-- AIM OF THE TASK --
For this exercise, print all of the data exactly as given.

-- PROVIDED RECORDS --

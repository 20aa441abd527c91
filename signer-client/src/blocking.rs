//! Blocking signer client.
//!
//! Each call parks the calling thread until the service answers, the
//! transport fails or a configured timeout elapses.
//!
//! Must not be used from within an async runtime: the calls block the
//! thread, and starting a runtime inside another one panics. Use
//! [`crate::SignerClient`] there instead.

use std::future::Future;

use tokio::runtime::{Builder, Runtime};

use crate::{
    client::SignerClient,
    config::SignerConfig,
    error::SignerResult,
};

/// Synchronous counterpart of [`SignerClient`].
#[derive(Debug)]
pub struct BlockingSignerClient {
    inner: SignerClient,
    runtime: Runtime,
}

impl BlockingSignerClient {
    /// Create a new blocking signer client.
    ///
    /// # Errors
    ///
    /// Returns [`crate::SignerError::InvalidConfig`] for a bad configuration
    /// and [`crate::SignerError::Runtime`] if the runtime cannot start.
    pub fn new(config: SignerConfig) -> SignerResult<Self> {
        let inner = SignerClient::new(config)?;
        let runtime = Builder::new_current_thread().enable_all().build()?;
        Ok(Self { inner, runtime })
    }

    /// The async client this one drives.
    #[must_use]
    pub const fn inner(&self) -> &SignerClient {
        &self.inner
    }

    /// Encrypt `plain_data` server-side.
    ///
    /// # Errors
    ///
    /// See [`SignerClient::encrypt`].
    pub fn encrypt(&self, plain_data: &[u8]) -> SignerResult<Vec<u8>> {
        self.block_on(self.inner.encrypt(plain_data))
    }

    /// Decrypt `encrypted_data` server-side.
    ///
    /// # Errors
    ///
    /// See [`SignerClient::decrypt`].
    pub fn decrypt(&self, encrypted_data: &[u8]) -> SignerResult<Vec<u8>> {
        self.block_on(self.inner.decrypt(encrypted_data))
    }

    /// Sign `data` server-side.
    ///
    /// # Errors
    ///
    /// See [`SignerClient::sign`].
    pub fn sign(&self, data: &[u8]) -> SignerResult<Vec<u8>> {
        self.block_on(self.inner.sign(data))
    }

    /// Verify `signature` over `data` server-side.
    ///
    /// # Errors
    ///
    /// See [`SignerClient::check_sign`].
    pub fn check_sign(&self, data: &[u8], signature: &[u8]) -> SignerResult<bool> {
        self.block_on(self.inner.check_sign(data, signature))
    }

    fn block_on<F: Future>(&self, future: F) -> F::Output {
        self.runtime.block_on(future)
    }
}
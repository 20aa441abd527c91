//! Transport tuning and HTTP client building.
//!
//! [`TransportOptions`] is the only way to influence how requests travel.
//! It has no access to the method, the body or the auth header, so tuning a
//! timeout can never change what the service receives.

use std::time::Duration;

use reqwest::{Client, ClientBuilder, Proxy, redirect};
use tracing::warn;

use crate::error::{SignerError, SignerResult};

/// Transport-level options applied to every request.
#[derive(Debug, Clone)]
pub struct TransportOptions {
    /// Overall request timeout (default: none, calls wait for the service)
    pub timeout: Option<Duration>,
    /// Connection timeout (default: none)
    pub connect_timeout: Option<Duration>,
    /// Proxy URL applied to all schemes
    pub proxy: Option<String>,
    /// User agent string
    pub user_agent: String,
    /// Pool idle timeout (default: 90s)
    pub pool_idle_timeout: Duration,
    /// Maximum idle connections per host (default: 10)
    pub pool_max_idle_per_host: usize,
    /// Skip TLS certificate verification (default: false)
    pub accept_invalid_certs: bool,
}

impl Default for TransportOptions {
    fn default() -> Self {
        Self {
            timeout: None,
            connect_timeout: None,
            proxy: None,
            user_agent: concat!("remote-signer-client/", env!("CARGO_PKG_VERSION")).to_string(),
            pool_idle_timeout: Duration::from_secs(90),
            pool_max_idle_per_host: 10,
            accept_invalid_certs: false,
        }
    }
}

impl TransportOptions {
    /// Set the overall request timeout.
    #[must_use]
    pub const fn with_timeout(mut self, timeout: Duration) -> Self {
        self.timeout = Some(timeout);
        self
    }

    /// Set the connection timeout.
    #[must_use]
    pub const fn with_connect_timeout(mut self, timeout: Duration) -> Self {
        self.connect_timeout = Some(timeout);
        self
    }

    /// Route all requests through a proxy.
    #[must_use]
    pub fn with_proxy(mut self, proxy: impl Into<String>) -> Self {
        self.proxy = Some(proxy.into());
        self
    }

    /// Set a custom user agent.
    #[must_use]
    pub fn with_user_agent(mut self, user_agent: impl Into<String>) -> Self {
        self.user_agent = user_agent.into();
        self
    }

    /// Set connection pool settings.
    #[must_use]
    pub const fn with_pool_config(mut self, idle_timeout: Duration, max_idle: usize) -> Self {
        self.pool_idle_timeout = idle_timeout;
        self.pool_max_idle_per_host = max_idle;
        self
    }

    /// Disable TLS certificate verification.
    ///
    /// Any certificate the server presents is trusted, which exposes the
    /// token and payloads to whoever can intercept the connection. Only for
    /// services behind self-signed certificates on a trusted network.
    #[must_use]
    pub const fn danger_accept_invalid_certs(mut self) -> Self {
        self.accept_invalid_certs = true;
        self
    }
}

/// Build the HTTP client for the given options.
///
/// Redirects are never followed: a 3xx answer is reported as an
/// unexpected status instead of silently replaying the request elsewhere.
///
/// # Errors
///
/// Returns [`SignerError::InvalidConfig`] if the proxy URL is invalid or the
/// TLS backend cannot be initialized.
pub fn build_http_client(options: &TransportOptions) -> SignerResult<Client> {
    let mut builder = ClientBuilder::new()
        .pool_idle_timeout(options.pool_idle_timeout)
        .pool_max_idle_per_host(options.pool_max_idle_per_host)
        .user_agent(&options.user_agent)
        .redirect(redirect::Policy::none())
        .use_rustls_tls();

    if let Some(timeout) = options.timeout {
        builder = builder.timeout(timeout);
    }
    if let Some(timeout) = options.connect_timeout {
        builder = builder.connect_timeout(timeout);
    }
    if let Some(proxy) = &options.proxy {
        let proxy = Proxy::all(proxy)
            .map_err(|e| SignerError::invalid_config(format!("Invalid proxy {proxy}: {e}")))?;
        builder = builder.proxy(proxy);
    }
    if options.accept_invalid_certs {
        warn!("TLS certificate verification disabled for signer transport");
        builder = builder.danger_accept_invalid_certs(true);
    }

    builder
        .build()
        .map_err(|e| SignerError::invalid_config(format!("Failed to build HTTP client: {e}")))
}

-- FINAL ANSWER --
repository 20aa441abd527c91
filename signer-client/src/blocking.rs
//! Blocking signer client.
//!
//! Each call parks the calling thread until the service answers, the
//! transport fails or a configured timeout elapses.
//!
//! Must not be used from within an async runtime: the calls block the
//! thread, and starting a runtime inside another one panics. Use
//! [`crate::SignerClient`] there instead.

use std::future::Future;

use tokio::runtime::{Builder, Runtime};

use crate::{
    client::SignerClient,
    config::SignerConfig,
    error::SignerResult,
};

/// Synchronous counterpart of [`SignerClient`].
#[derive(Debug)]
pub struct BlockingSignerClient {
    inner: SignerClient,
    runtime: Runtime,
}

impl BlockingSignerClient {
    /// Create a new blocking signer client.
    ///
    /// # Errors
    ///
    /// Returns [`crate::SignerError::InvalidConfig`] for a bad configuration
    /// and [`crate::SignerError::Runtime`] if the runtime cannot start.
    pub fn new(config: SignerConfig) -> SignerResult<Self> {
        let inner = SignerClient::new(config)?;
        let runtime = Builder::new_current_thread().enable_all().build()?;
        Ok(Self { inner, runtime })
    }

    /// The async client this one drives.
    #[must_use]
    pub const fn inner(&self) -> &SignerClient {
        &self.inner
    }

    /// Encrypt `plain_data` server-side.
    ///
    /// # Errors
    ///
    /// See [`SignerClient::encrypt`].
    pub fn encrypt(&self, plain_data: &[u8]) -> SignerResult<Vec<u8>> {
        self.block_on(self.inner.encrypt(plain_data))
    }

    /// Decrypt `encrypted_data` server-side.
    ///
    /// # Errors
    ///
    /// See [`SignerClient::decrypt`].
    pub fn decrypt(&self, encrypted_data: &[u8]) -> SignerResult<Vec<u8>> {
        self.block_on(self.inner.decrypt(encrypted_data))
    }

    /// Sign `data` server-side.
    ///
    /// # Errors
    ///
    /// See [`SignerClient::sign`].
    pub fn sign(&self, data: &[u8]) -> SignerResult<Vec<u8>> {
        self.block_on(self.inner.sign(data))
    }

    /// Verify `signature` over `data` server-side.
    ///
    /// # Errors
    ///
    /// See [`SignerClient::check_sign`].
    pub fn check_sign(&self, data: &[u8], signature: &[u8]) -> SignerResult<bool> {
        self.block_on(self.inner.check_sign(data, signature))
    }

    fn block_on<F: Future>(&self, future: F) -> F::Output {
        self.runtime.block_on(future)
    }
}
repository 20aa441abd527c91
//! Transport tuning and HTTP client building.
//!
//! [`TransportOptions`] is the only way to influence how requests travel.
//! It has no access to the method, the body or the auth header, so tuning a
//! timeout can never change what the service receives.

use std::time::Duration;

use reqwest::{Client, ClientBuilder, Proxy, redirect};
use tracing::warn;

use crate::error::{SignerError, SignerResult};

/// Transport-level options applied to every request.
#[derive(Debug, Clone)]
pub struct TransportOptions {
    /// Overall request timeout (default: none, calls wait for the service)
    pub timeout: Option<Duration>,
    /// Connection timeout (default: none)
    pub connect_timeout: Option<Duration>,
    /// Proxy URL applied to all schemes
    pub proxy: Option<String>,
    /// User agent string
    pub user_agent: String,
    /// Pool idle timeout (default: 90s)
    pub pool_idle_timeout: Duration,
    /// Maximum idle connections per host (default: 10)
    pub pool_max_idle_per_host: usize,
    /// Skip TLS certificate verification (default: false)
    pub accept_invalid_certs: bool,
}

impl Default for TransportOptions {
    fn default() -> Self {
        Self {
            timeout: None,
            connect_timeout: None,
            proxy: None,
            user_agent: concat!("remote-signer-client/", env!("CARGO_PKG_VERSION")).to_string(),
            pool_idle_timeout: Duration::from_secs(90),
            pool_max_idle_per_host: 10,
            accept_invalid_certs: false,
        }
    }
}

impl TransportOptions {
    /// Set the overall request timeout.
    #[must_use]
    pub const fn with_timeout(mut self, timeout: Duration) -> Self {
        self.timeout = Some(timeout);
        self
    }

    /// Set the connection timeout.
    #[must_use]
    pub const fn with_connect_timeout(mut self, timeout: Duration) -> Self {
        self.connect_timeout = Some(timeout);
        self
    }

    /// Route all requests through a proxy.
    #[must_use]
    pub fn with_proxy(mut self, proxy: impl Into<String>) -> Self {
        self.proxy = Some(proxy.into());
        self
    }

    /// Set a custom user agent.
    #[must_use]
    pub fn with_user_agent(mut self, user_agent: impl Into<String>) -> Self {
        self.user_agent = user_agent.into();
        self
    }

    /// Set connection pool settings.
    #[must_use]
    pub const fn with_pool_config(mut self, idle_timeout: Duration, max_idle: usize) -> Self {
        self.pool_idle_timeout = idle_timeout;
        self.pool_max_idle_per_host = max_idle;
        self
    }

    /// Disable TLS certificate verification.
    ///
    /// Any certificate the server presents is trusted, which exposes the
    /// token and payloads to whoever can intercept the connection. Only for
    /// services behind self-signed certificates on a trusted network.
    #[must_use]
    pub const fn danger_accept_invalid_certs(mut self) -> Self {
        self.accept_invalid_certs = true;
        self
    }
}

/// Build the HTTP client for the given options.
///
/// Redirects are never followed: a 3xx answer is reported as an
/// unexpected status instead of silently replaying the request elsewhere.
///
/// # Errors
///
/// Returns [`SignerError::InvalidConfig`] if the proxy URL is invalid or the
/// TLS backend cannot be initialized.
pub fn build_http_client(options: &TransportOptions) -> SignerResult<Client> {
    let mut builder = ClientBuilder::new()
        .pool_idle_timeout(options.pool_idle_timeout)
        .pool_max_idle_per_host(options.pool_max_idle_per_host)
        .user_agent(&options.user_agent)
        .redirect(redirect::Policy::none())
        .use_rustls_tls();

    if let Some(timeout) = options.timeout {
        builder = builder.timeout(timeout);
    }
    if let Some(timeout) = options.connect_timeout {
        builder = builder.connect_timeout(timeout);
    }
    if let Some(proxy) = &options.proxy {
        let proxy = Proxy::all(proxy)
            .map_err(|e| SignerError::invalid_config(format!("Invalid proxy {proxy}: {e}")))?;
        builder = builder.proxy(proxy);
    }
    if options.accept_invalid_certs {
        warn!("TLS certificate verification disabled for signer transport");
        builder = builder.danger_accept_invalid_certs(true);
    }

    builder
        .build()
        .map_err(|e| SignerError::invalid_config(format!("Failed to build HTTP client: {e}")))
}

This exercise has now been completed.